PROBLEM TO WORK ON - Filter the entries below, keeping every line that has the word "semantic".

GIVEN INFORMATION below:

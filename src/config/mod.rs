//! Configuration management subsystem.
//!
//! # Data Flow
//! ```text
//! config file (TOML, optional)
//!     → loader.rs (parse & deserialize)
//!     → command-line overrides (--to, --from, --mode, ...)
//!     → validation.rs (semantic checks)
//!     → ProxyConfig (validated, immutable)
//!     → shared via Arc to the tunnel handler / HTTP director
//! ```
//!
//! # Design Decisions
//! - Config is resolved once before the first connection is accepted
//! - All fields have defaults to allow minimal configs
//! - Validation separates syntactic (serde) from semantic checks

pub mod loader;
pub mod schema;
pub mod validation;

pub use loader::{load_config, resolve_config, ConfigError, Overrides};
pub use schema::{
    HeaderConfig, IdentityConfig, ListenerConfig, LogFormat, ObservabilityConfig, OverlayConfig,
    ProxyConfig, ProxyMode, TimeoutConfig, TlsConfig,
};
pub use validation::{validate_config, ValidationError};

End of GIVEN INFORMATION.

EXERCISE ANSWER -
//!     → validation.rs (semantic checks)
//! - Validation separates syntactic (serde) from semantic checks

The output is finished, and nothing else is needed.